Over the last couple of months there has been a dominant theme occurring in the books I’ve been involved in, and if you’ve been following in any capacity you will already know what that is. Of course, I’m talking about heavy metal.

I’ve been known to appropriate a couple of phrases from various reviews and refer to my work from time to time as grindhouse splatterpunk horror driven by heavy metal, but that doesn’t always mean the musical element is in the content, but moreso the spirit. In this case however, the heavy metal is well and truly alive in the content of these latest few books.

Firstly, the tail end of June saw the long-awaited release of a new battle anthology (and the last one I aim to be part of for some time, with a concentration on other projects being more in my plans) Punk Vs Metal. Here I use the term long-awaited not so much to refer to hordes of readers eagerly anticipating its arrival, but more in reference to the incredibly patient authors involved. As anybody is well aware, metal and punk music aren’t exactly mainstream chart-busting types of genres, so consequently any book dealing with them is likely to be a niche one, not something targeting a massive cross-section of the public.

The long-awaited part is due to the fact that those involved with Punk Vs Metal had to wait longer than one might anticipate for this book to finally see the light of day, courtesy of a pile of factors impacting on it and delaying release. Initially the whole punk versus metal as a battle anthology notion came about in early 2017 or thereabouts when a whole host of competitions were being bandied about, and while teams were decided on back then as well, the various members chosen for each side didn’t remain constant. There were line-up changes, drop-outs, replacements, and a whole bunch of shit going on that made progressing with the book a difficult task. What was more, PvM was originally going to be one of those battle anthos that followed the same trajectory and template of all those that came before it. By this I mean a panel of judges would go through the stories round by round and vote on them, with winners in each round, culminating in an overall team winning at the conclusion. The delay on all of that was such that eventually I took control of the book and decided to cut the whole judging part out of it, not merely so the authors involved didn’t have to keep waiting and waiting for some shit they’d been waiting for far too long as it was, but for a different approach to the battle antho template. After all, going into a book such as this with a preconceived notion of who is going to win, or having already been told who the judges voted as winner, tilts readership in a sort of bias or predetermined mindset, whether intentional or otherwise.

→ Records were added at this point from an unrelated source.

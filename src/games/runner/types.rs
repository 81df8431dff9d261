//! Obstacle runner data structures.
//!
//! One character and one obstacle slot in a side-scrolling world. World units
//! have y growing upward from the ground baseline.

use crate::core::constants::*;
use rand::Rng;
use serde::{Deserialize, Serialize};

/// Visual theme of a runner game. Each skin keeps its own scores.
#[derive(Debug, Clone, Copy, PartialEq, Eq, Hash, Serialize, Deserialize)]
pub enum RunnerSkin {
    Dino,
    Bike,
}

impl RunnerSkin {
    pub const ALL: [RunnerSkin; 2] = [RunnerSkin::Dino, RunnerSkin::Bike];

    pub fn title(&self) -> &'static str {
        match self {
            Self::Dino => "Dino Run",
            Self::Bike => "Bike Run",
        }
    }

    /// Lowercase key used in save file names.
    pub fn key(&self) -> &'static str {
        match self {
            Self::Dino => "dino",
            Self::Bike => "bike",
        }
    }

    /// Capitalized label used in export file names.
    pub fn label(&self) -> &'static str {
        match self {
            Self::Dino => "Dino",
            Self::Bike => "Bike",
        }
    }
}

/// Whether an obstacle sits on the ground (jump it) or flies (duck under it).
#[derive(Debug, Clone, Copy, PartialEq, Eq, Serialize, Deserialize)]
pub enum ObstacleKind {
    Ground,
    Flying,
}

/// Concrete obstacle sprite.
#[derive(Debug, Clone, Copy, PartialEq, Eq, Serialize, Deserialize)]
pub enum ObstacleVariant {
    LargeCactus1,
    LargeCactus2,
    LargeCactus3,
    SmallCactus1,
    SmallCactus2,
    SmallCactus3,
    Bird,
}

impl ObstacleVariant {
    pub const GROUND: [ObstacleVariant; 6] = [
        Self::LargeCactus1,
        Self::LargeCactus2,
        Self::LargeCactus3,
        Self::SmallCactus1,
        Self::SmallCactus2,
        Self::SmallCactus3,
    ];

    pub fn kind(&self) -> ObstacleKind {
        match self {
            Self::Bird => ObstacleKind::Flying,
            _ => ObstacleKind::Ground,
        }
    }

    pub fn is_large(&self) -> bool {
        matches!(
            self,
            Self::LargeCactus1 | Self::LargeCactus2 | Self::LargeCactus3
        )
    }

    pub fn width(&self) -> f64 {
        match self {
            Self::Bird => BIRD_WIDTH,
            v if v.is_large() => LARGE_CACTUS_SIZE,
            _ => SMALL_CACTUS_SIZE,
        }
    }

    pub fn height(&self) -> f64 {
        match self {
            Self::Bird => BIRD_HEIGHT,
            v if v.is_large() => LARGE_CACTUS_SIZE,
            _ => SMALL_CACTUS_SIZE,
        }
    }

    /// Height of the obstacle's bottom edge above the ground.
    pub fn elevation(&self) -> f64 {
        match self {
            Self::Bird => BIRD_ELEVATION,
            _ => 0.0,
        }
    }

    /// Pick a respawn variant: flying with `flying_chance`, else a uniformly
    /// random ground variant.
    pub fn random<R: Rng>(rng: &mut R, flying_chance: f64) -> Self {
        if rng.gen_bool(flying_chance.clamp(0.0, 1.0)) {
            Self::Bird
        } else {
            Self::GROUND[rng.gen_range(0..Self::GROUND.len())]
        }
    }
}

/// Axis-aligned box in world units.
#[derive(Debug, Clone, Copy, PartialEq)]
pub struct Rect {
    pub left: f64,
    pub right: f64,
    pub bottom: f64,
    pub top: f64,
}

impl Rect {
    /// Strict overlap: boxes that only touch along an edge do not collide.
    pub fn overlaps(&self, other: &Rect) -> bool {
        self.left < other.right
            && self.right > other.left
            && self.bottom < other.top
            && self.top > other.bottom
    }
}

/// The single long-lived obstacle slot.
#[derive(Debug, Clone, Copy, PartialEq)]
pub struct Obstacle {
    /// Left edge in world units.
    pub x: f64,
    pub variant: ObstacleVariant,
    /// Wing frame for flying obstacles (0 or 1).
    pub flap_frame: u8,
}

impl Obstacle {
    pub fn new(x: f64, variant: ObstacleVariant) -> Self {
        Self {
            x,
            variant,
            flap_frame: 0,
        }
    }

    pub fn kind(&self) -> ObstacleKind {
        self.variant.kind()
    }

    pub fn bounds(&self) -> Rect {
        let bottom = self.variant.elevation();
        Rect {
            left: self.x,
            right: self.x + self.variant.width(),
            bottom,
            top: bottom + self.variant.height(),
        }
    }
}

#[derive(Debug, Clone, Copy, PartialEq, Eq, Serialize, Deserialize)]
pub enum CharacterState {
    Running,
    Jumping,
    Ducking,
    Dead,
}

/// Result of one finished run.
#[derive(Debug, Clone, Copy, PartialEq, Serialize, Deserialize)]
#[serde(rename_all = "camelCase")]
pub struct ScoreRecord {
    /// Meters travelled.
    pub distance: u32,
    pub jumps: u32,
    pub max_height: f64,
    pub min_height: f64,
    /// Unix seconds.
    pub timestamp: i64,
}

/// All-time best per field. Fields may come from different runs.
#[derive(Debug, Clone, Copy, Default, PartialEq, Serialize, Deserialize)]
#[serde(rename_all = "camelCase")]
pub struct HighScore {
    pub distance: u32,
    pub jumps: u32,
    pub max_height: f64,
}

impl HighScore {
    /// Componentwise max with a finished run.
    pub fn fold(&mut self, record: &ScoreRecord) {
        self.distance = self.distance.max(record.distance);
        self.jumps = self.jumps.max(record.jumps);
        self.max_height = self.max_height.max(record.max_height);
    }
}

/// Persistent scores for one skin: recent history plus the high score.
#[derive(Debug, Clone, Default, PartialEq)]
pub struct ScoreBook {
    /// Most recent first.
    pub history: Vec<ScoreRecord>,
    pub high_score: HighScore,
}

impl ScoreBook {
    /// Prepend a record, trim the history to `cap`, fold into the high score.
    pub fn record(&mut self, record: ScoreRecord, cap: usize) {
        self.history.insert(0, record);
        self.history.truncate(cap);
        self.high_score.fold(&record);
    }
}

/// Tunable runner parameters. Defaults match the shipped games.
#[derive(Debug, Clone, Copy, PartialEq)]
pub struct RunnerConfig {
    pub obstacle_advance_ms: u64,
    pub run_frame_ms: u64,
    pub flap_frame_ms: u64,
    pub distance_sample_ms: u64,
    pub collision_check_ms: u64,
    pub jump_duration_ms: u64,
    pub max_frame_ms: u64,
    pub obstacle_start_x: f64,
    pub obstacle_step: f64,
    pub obstacle_respawn_x: f64,
    pub flying_spawn_chance: f64,
    pub jump_peak_height: f64,
    pub distance_milestone: u32,
    pub history_cap: usize,
}

impl Default for RunnerConfig {
    fn default() -> Self {
        Self {
            obstacle_advance_ms: OBSTACLE_ADVANCE_MS,
            run_frame_ms: RUN_FRAME_MS,
            flap_frame_ms: FLAP_FRAME_MS,
            distance_sample_ms: DISTANCE_SAMPLE_MS,
            collision_check_ms: COLLISION_CHECK_MS,
            jump_duration_ms: JUMP_DURATION_MS,
            max_frame_ms: MAX_FRAME_MS,
            obstacle_start_x: OBSTACLE_START_X,
            obstacle_step: OBSTACLE_STEP,
            obstacle_respawn_x: OBSTACLE_RESPAWN_X,
            flying_spawn_chance: FLYING_SPAWN_CHANCE,
            jump_peak_height: JUMP_PEAK_HEIGHT,
            distance_milestone: DISTANCE_MILESTONE,
            history_cap: SCORE_HISTORY_CAP,
        }
    }
}

/// Notable things that happened during a tick.
#[derive(Debug, Clone, Copy, PartialEq)]
pub enum RunnerEvent {
    ObstacleRespawned(ObstacleVariant),
    DistanceMilestone(u32),
    GameOver(ScoreRecord),
}

/// Named tasks on the runner's scheduler.
#[derive(Debug, Clone, Copy, PartialEq, Eq)]
pub enum RunnerTask {
    AdvanceObstacle,
    CycleFrame,
    FlapFrame,
    SampleDistance,
    CheckCollision,
    EndJump,
}

/// UI-agnostic input actions for runner games.
#[derive(Debug, Clone, Copy, PartialEq, Eq)]
pub enum RunnerInput {
    Jump,
    /// Duck key pressed (`true`) or released (`false`).
    Duck(bool),
    /// Flip the held duck state (terminals rarely report key releases).
    ToggleDuck,
    Restart,
    Other,
}

/// Round to two decimal places.
pub fn round2(value: f64) -> f64 {
    (value * 100.0).round() / 100.0
}

#[cfg(test)]
mod tests {
    use super::*;
    use rand::SeedableRng;
    use rand_chacha::ChaCha8Rng;

    fn record(distance: u32, jumps: u32, max_height: f64) -> ScoreRecord {
        ScoreRecord {
            distance,
            jumps,
            max_height,
            min_height: 0.0,
            timestamp: 0,
        }
    }

    #[test]
    fn test_rect_edge_touch_is_not_overlap() {
        let a = Rect {
            left: 0.0,
            right: 10.0,
            bottom: 0.0,
            top: 10.0,
        };
        let touching = Rect {
            left: 10.0,
            right: 20.0,
            bottom: 0.0,
            top: 10.0,
        };
        let above = Rect {
            left: 0.0,
            right: 10.0,
            bottom: 10.0,
            top: 20.0,
        };
        let inside = Rect {
            left: 9.0,
            right: 20.0,
            bottom: 9.0,
            top: 20.0,
        };
        assert!(!a.overlaps(&touching));
        assert!(!a.overlaps(&above));
        assert!(a.overlaps(&inside));
        assert!(inside.overlaps(&a));
    }

    #[test]
    fn test_obstacle_geometry() {
        let cactus = Obstacle::new(100.0, ObstacleVariant::LargeCactus2);
        assert_eq!(cactus.kind(), ObstacleKind::Ground);
        assert_eq!(
            cactus.bounds(),
            Rect {
                left: 100.0,
                right: 150.0,
                bottom: 0.0,
                top: 50.0
            }
        );

        let bird = Obstacle::new(0.0, ObstacleVariant::Bird);
        assert_eq!(bird.kind(), ObstacleKind::Flying);
        let b = bird.bounds();
        assert!(b.bottom > CHARACTER_DUCKING_HEIGHT);
        assert!(b.bottom < CHARACTER_STANDING_HEIGHT);
    }

    #[test]
    fn test_random_variant_respects_chance() {
        let mut rng = ChaCha8Rng::seed_from_u64(3);
        for _ in 0..100 {
            assert_eq!(ObstacleVariant::random(&mut rng, 1.0), ObstacleVariant::Bird);
            assert_eq!(
                ObstacleVariant::random(&mut rng, 0.0).kind(),
                ObstacleKind::Ground
            );
        }
    }

    #[test]
    fn test_random_variant_mix() {
        let mut rng = ChaCha8Rng::seed_from_u64(11);
        let birds = (0..2_000)
            .filter(|_| ObstacleVariant::random(&mut rng, FLYING_SPAWN_CHANCE).kind() == ObstacleKind::Flying)
            .count();
        // 30% of 2000 = 600; allow a generous band.
        assert!((450..750).contains(&birds), "birds = {}", birds);
    }

    #[test]
    fn test_score_book_caps_history_most_recent_first() {
        let mut book = ScoreBook::default();
        for d in 1..=11 {
            book.record(record(d, 0, 0.0), SCORE_HISTORY_CAP);
        }
        assert_eq!(book.history.len(), 10);
        assert_eq!(book.history[0].distance, 11);
        assert_eq!(book.history[9].distance, 2);
    }

    #[test]
    fn test_high_score_is_componentwise_max() {
        let mut book = ScoreBook::default();
        book.record(record(50, 1, 10.0), 10);
        book.record(record(20, 9, 5.0), 10);
        book.record(record(30, 2, 120.0), 10);
        assert_eq!(
            book.high_score,
            HighScore {
                distance: 50,
                jumps: 9,
                max_height: 120.0
            }
        );
    }

    #[test]
    fn test_round2() {
        assert_eq!(round2(117.5999), 117.6);
        assert_eq!(round2(0.004), 0.0);
        assert_eq!(round2(42.0), 42.0);
    }
}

Therefore PvM is the only battle antho where judges aren’t involved and the results of which story wins in each round, or which teams ultimately wins, is determined solely by the readers themselves and nobody else.

It was a fun idea for a book, and there were some top notch authors writing for it, but in all honesty, after all was said and done, it was just a relief to finally have the book out there and be finished with it.

One upside to take away from it was the fact that my story in PvM is something that I now plan to do more with. If you’ve read the book and encountered my tale, Clans, then you’ll know what it is all about. If not, well you will discover all about it when I expand it into what will either be a novella length work, or (less likely) a full length novel. In any case, it is something that I’m debating turning into an ongoing series, as the tale itself revolves around a city where there are no wars or conflict between races, or anything of that nature, but instead ongoing conflict between people who swear allegiance to various musical genres. The Metal clan and the Punks of course are the prime characters in this particular story, but should I choose to expand the universe more, the other clans mentioned in the tale, as well as others that don’t feature will also come into play at some stage.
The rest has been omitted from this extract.